* [WHAT IS EXPECTED] Copy out, unchanged, every line from the start of the records to the line that contains "let size = if", and stop there.

Stored items:
────────────────────

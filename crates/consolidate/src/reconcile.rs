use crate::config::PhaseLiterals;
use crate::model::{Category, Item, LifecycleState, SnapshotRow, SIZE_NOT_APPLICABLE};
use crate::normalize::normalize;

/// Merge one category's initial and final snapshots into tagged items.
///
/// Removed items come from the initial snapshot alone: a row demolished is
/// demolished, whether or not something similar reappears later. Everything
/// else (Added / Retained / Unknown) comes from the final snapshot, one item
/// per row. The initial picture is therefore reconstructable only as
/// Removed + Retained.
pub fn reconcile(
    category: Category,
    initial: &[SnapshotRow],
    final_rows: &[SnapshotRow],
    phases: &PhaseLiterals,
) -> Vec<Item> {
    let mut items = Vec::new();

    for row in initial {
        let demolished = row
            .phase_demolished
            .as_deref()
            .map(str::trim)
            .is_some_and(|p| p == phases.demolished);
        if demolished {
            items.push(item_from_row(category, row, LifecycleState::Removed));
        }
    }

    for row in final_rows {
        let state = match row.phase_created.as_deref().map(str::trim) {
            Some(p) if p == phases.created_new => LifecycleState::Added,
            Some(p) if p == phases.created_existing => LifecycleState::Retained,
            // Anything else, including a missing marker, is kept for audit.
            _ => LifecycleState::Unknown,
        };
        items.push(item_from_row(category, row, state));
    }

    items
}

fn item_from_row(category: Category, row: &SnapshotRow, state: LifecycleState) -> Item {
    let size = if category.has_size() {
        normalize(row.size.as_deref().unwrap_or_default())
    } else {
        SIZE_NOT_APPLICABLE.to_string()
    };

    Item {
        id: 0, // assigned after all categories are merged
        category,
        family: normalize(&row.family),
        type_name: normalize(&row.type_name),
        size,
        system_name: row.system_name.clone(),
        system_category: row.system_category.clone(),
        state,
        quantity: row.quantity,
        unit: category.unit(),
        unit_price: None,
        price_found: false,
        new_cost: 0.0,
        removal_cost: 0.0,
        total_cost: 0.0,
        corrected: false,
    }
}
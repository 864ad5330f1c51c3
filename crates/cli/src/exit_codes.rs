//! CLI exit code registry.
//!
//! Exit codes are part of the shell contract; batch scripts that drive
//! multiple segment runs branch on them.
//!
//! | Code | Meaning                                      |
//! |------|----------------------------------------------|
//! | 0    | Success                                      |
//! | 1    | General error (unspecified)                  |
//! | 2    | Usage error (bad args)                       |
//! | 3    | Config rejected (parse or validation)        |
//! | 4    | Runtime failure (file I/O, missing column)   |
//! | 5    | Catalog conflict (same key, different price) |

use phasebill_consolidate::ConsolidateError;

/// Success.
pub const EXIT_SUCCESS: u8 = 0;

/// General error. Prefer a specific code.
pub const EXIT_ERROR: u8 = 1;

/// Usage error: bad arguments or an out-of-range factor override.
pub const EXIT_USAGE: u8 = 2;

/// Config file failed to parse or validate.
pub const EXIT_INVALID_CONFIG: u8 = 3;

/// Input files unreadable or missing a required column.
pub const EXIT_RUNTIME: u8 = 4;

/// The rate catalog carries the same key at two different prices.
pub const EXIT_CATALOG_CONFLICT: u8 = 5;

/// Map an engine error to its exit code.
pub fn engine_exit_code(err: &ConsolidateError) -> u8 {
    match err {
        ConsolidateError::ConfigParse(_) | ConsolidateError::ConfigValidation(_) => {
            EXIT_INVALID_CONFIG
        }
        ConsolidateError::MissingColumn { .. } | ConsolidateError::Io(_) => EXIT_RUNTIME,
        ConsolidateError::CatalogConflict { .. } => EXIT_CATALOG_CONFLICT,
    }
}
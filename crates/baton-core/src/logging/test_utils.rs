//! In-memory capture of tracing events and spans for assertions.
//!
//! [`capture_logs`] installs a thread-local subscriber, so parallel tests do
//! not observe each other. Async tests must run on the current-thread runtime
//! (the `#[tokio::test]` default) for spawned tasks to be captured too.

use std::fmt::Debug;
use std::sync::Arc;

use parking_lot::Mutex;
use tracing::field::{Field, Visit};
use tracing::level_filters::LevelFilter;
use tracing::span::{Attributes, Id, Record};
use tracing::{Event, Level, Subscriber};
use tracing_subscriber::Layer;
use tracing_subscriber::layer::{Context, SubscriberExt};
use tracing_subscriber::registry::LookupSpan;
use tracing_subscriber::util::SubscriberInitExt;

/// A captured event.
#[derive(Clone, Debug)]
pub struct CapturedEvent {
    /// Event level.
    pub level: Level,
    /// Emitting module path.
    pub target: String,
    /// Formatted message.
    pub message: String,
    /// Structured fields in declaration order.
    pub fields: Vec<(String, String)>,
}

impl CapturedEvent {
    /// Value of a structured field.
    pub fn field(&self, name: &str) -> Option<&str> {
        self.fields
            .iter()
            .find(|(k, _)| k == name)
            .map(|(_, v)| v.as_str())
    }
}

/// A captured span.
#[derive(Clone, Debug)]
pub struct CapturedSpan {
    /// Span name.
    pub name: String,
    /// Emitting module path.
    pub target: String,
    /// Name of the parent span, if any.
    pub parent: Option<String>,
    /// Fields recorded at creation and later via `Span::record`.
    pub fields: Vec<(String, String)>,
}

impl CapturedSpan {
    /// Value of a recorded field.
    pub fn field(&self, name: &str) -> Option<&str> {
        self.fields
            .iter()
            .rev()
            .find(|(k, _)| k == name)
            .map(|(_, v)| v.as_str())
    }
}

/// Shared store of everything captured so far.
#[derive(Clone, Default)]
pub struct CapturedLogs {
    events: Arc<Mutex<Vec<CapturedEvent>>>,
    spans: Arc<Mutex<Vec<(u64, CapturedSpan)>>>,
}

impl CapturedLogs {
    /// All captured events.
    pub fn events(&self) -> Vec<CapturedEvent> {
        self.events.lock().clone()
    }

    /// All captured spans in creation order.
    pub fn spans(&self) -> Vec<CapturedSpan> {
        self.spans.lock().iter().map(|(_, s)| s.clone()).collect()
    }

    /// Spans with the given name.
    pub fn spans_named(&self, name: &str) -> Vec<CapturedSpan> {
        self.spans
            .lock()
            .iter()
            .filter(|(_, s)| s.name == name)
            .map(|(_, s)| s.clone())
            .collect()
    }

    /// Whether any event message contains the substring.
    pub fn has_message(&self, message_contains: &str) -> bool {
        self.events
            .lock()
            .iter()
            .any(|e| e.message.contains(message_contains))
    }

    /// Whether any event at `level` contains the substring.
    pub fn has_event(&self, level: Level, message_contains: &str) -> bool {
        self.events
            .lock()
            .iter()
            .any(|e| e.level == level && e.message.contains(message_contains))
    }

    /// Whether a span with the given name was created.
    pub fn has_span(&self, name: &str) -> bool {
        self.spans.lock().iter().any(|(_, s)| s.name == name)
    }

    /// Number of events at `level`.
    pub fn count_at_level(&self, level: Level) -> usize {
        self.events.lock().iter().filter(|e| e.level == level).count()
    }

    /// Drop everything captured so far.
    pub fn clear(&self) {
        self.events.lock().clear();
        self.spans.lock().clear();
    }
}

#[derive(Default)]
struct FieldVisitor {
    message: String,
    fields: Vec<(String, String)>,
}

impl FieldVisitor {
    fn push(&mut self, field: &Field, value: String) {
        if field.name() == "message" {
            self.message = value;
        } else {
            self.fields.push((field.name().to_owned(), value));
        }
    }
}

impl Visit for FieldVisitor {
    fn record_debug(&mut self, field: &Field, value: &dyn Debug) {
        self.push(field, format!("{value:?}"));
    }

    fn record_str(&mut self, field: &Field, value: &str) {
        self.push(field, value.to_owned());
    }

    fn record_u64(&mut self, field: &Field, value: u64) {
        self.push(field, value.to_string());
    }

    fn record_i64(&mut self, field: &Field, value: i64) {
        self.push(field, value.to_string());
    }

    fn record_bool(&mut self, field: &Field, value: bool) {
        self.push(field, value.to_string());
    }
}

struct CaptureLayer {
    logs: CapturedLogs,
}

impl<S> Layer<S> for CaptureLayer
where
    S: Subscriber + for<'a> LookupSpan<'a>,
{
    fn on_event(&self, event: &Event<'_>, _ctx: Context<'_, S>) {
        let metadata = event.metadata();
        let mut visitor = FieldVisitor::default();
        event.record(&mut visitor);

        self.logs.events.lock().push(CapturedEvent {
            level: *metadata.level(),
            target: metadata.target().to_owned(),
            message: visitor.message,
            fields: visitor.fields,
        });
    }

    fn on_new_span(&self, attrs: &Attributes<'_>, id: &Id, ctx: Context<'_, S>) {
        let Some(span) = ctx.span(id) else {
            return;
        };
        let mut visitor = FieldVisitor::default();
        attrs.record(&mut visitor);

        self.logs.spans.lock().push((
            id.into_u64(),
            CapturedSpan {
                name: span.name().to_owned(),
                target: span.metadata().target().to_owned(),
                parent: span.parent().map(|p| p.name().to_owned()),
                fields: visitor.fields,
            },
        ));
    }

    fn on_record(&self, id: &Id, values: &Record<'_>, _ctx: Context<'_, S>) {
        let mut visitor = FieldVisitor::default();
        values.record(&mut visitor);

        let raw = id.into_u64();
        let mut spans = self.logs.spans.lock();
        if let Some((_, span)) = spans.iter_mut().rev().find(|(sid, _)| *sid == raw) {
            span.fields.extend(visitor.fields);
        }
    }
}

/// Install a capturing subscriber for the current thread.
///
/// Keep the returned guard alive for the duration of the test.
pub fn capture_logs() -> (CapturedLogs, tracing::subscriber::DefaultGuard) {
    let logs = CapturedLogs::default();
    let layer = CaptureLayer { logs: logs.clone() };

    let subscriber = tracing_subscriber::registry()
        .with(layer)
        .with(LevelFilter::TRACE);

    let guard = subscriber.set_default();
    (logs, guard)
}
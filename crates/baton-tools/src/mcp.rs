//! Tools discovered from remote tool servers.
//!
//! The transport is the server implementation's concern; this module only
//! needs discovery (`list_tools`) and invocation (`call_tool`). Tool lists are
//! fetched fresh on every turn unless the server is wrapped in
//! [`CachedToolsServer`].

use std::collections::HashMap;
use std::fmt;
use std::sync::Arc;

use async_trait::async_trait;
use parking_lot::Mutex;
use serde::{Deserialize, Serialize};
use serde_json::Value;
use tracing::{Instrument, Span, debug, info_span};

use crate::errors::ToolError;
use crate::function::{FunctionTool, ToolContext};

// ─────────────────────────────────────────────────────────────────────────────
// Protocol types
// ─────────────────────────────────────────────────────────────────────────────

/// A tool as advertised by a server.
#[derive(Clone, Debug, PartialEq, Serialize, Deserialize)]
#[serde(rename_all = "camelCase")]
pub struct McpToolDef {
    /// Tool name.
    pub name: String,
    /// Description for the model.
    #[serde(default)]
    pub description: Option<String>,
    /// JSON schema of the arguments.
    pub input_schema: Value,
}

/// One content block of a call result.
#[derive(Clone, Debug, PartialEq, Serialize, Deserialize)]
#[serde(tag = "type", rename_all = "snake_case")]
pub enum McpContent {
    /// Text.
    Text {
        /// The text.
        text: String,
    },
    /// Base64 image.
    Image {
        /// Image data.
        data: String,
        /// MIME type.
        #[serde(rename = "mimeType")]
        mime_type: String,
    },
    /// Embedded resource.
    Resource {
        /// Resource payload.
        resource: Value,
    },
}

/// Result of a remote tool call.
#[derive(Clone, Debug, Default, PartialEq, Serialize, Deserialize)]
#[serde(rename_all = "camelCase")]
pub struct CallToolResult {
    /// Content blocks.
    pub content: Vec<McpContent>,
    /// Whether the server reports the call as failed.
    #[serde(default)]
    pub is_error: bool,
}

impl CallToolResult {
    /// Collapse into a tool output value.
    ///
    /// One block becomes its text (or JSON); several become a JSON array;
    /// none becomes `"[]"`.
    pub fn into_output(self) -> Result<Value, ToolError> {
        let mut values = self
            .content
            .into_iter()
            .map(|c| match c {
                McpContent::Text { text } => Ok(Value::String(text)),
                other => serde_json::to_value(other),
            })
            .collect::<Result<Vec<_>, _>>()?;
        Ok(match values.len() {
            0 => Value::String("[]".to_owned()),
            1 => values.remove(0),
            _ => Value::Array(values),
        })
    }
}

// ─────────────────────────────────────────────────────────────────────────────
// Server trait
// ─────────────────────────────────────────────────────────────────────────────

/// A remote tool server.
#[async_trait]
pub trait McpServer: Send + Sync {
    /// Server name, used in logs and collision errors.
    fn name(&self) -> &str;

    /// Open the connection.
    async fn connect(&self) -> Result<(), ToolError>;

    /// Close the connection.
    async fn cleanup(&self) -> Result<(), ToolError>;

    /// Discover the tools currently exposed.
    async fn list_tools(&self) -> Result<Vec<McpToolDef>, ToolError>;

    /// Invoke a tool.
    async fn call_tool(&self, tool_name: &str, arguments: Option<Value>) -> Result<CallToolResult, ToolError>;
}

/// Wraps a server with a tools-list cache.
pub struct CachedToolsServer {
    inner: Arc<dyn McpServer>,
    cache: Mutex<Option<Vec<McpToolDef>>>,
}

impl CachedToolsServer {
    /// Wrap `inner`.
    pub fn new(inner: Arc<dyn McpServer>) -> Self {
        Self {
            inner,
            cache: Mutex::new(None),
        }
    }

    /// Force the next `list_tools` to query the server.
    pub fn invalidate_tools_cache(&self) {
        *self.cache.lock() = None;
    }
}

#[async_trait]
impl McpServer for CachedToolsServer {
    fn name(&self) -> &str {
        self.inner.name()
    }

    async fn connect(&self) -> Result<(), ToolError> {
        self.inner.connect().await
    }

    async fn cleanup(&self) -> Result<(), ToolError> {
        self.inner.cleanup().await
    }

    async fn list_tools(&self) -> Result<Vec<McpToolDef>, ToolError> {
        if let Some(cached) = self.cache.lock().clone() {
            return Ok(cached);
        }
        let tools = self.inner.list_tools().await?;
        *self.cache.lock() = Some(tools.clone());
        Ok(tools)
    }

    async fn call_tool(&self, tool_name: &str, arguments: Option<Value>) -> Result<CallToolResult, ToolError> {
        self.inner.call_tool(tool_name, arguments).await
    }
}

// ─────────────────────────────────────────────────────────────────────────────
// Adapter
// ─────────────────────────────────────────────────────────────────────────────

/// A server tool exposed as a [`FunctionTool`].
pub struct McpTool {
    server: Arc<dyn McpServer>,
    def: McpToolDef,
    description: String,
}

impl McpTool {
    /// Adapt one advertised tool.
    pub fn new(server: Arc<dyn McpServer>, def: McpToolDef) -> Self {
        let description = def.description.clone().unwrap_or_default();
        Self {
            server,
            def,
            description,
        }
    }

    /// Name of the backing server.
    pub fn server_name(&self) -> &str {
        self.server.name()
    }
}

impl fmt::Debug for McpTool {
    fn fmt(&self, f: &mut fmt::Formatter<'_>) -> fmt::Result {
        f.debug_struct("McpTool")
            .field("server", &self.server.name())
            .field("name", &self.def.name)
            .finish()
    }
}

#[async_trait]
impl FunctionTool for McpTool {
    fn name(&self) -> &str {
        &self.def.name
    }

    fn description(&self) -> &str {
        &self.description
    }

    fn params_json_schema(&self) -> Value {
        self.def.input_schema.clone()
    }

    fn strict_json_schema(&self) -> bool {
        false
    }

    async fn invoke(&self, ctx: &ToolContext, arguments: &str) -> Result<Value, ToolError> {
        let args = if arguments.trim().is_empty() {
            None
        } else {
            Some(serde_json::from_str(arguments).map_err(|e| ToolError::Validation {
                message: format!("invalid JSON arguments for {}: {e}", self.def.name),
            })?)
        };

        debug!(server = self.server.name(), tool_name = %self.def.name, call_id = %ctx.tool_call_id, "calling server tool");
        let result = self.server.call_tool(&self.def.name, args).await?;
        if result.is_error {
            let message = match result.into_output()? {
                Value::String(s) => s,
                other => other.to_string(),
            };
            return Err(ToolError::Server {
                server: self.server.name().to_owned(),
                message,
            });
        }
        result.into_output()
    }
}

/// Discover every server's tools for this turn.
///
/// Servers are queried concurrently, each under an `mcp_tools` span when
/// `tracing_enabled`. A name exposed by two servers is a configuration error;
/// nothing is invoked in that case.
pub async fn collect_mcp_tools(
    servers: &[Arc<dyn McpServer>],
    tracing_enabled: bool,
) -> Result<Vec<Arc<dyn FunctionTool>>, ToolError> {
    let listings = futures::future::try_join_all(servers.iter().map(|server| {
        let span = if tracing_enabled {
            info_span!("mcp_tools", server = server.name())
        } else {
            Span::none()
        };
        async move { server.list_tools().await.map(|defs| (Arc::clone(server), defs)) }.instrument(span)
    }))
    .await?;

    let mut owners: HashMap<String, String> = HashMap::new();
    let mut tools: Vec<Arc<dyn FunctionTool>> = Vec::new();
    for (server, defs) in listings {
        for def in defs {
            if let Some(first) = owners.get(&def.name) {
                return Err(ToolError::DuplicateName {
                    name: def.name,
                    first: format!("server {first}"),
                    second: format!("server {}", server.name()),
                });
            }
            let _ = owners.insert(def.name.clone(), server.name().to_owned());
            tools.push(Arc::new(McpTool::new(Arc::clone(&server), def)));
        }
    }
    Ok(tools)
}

────────────────────

* [ANSWER SPACE]
filename crates/consolidate/src/reconcile.rs
use crate::config::PhaseLiterals;
use crate::model::{Category, Item, LifecycleState, SnapshotRow, SIZE_NOT_APPLICABLE};
use crate::normalize::normalize;

/// Merge one category's initial and final snapshots into tagged items.
///
/// Removed items come from the initial snapshot alone: a row demolished is
/// demolished, whether or not something similar reappears later. Everything
/// else (Added / Retained / Unknown) comes from the final snapshot, one item
/// per row. The initial picture is therefore reconstructable only as
/// Removed + Retained.
pub fn reconcile(
    category: Category,
    initial: &[SnapshotRow],
    final_rows: &[SnapshotRow],
    phases: &PhaseLiterals,
) -> Vec<Item> {
    let mut items = Vec::new();

    for row in initial {
        let demolished = row
            .phase_demolished
            .as_deref()
            .map(str::trim)
            .is_some_and(|p| p == phases.demolished);
        if demolished {
            items.push(item_from_row(category, row, LifecycleState::Removed));
        }
    }

    for row in final_rows {
        let state = match row.phase_created.as_deref().map(str::trim) {
            Some(p) if p == phases.created_new => LifecycleState::Added,
            Some(p) if p == phases.created_existing => LifecycleState::Retained,
            // Anything else, including a missing marker, is kept for audit.
            _ => LifecycleState::Unknown,
        };
        items.push(item_from_row(category, row, state));
    }

    items
}

fn item_from_row(category: Category, row: &SnapshotRow, state: LifecycleState) -> Item {
    let size = if category.has_size() {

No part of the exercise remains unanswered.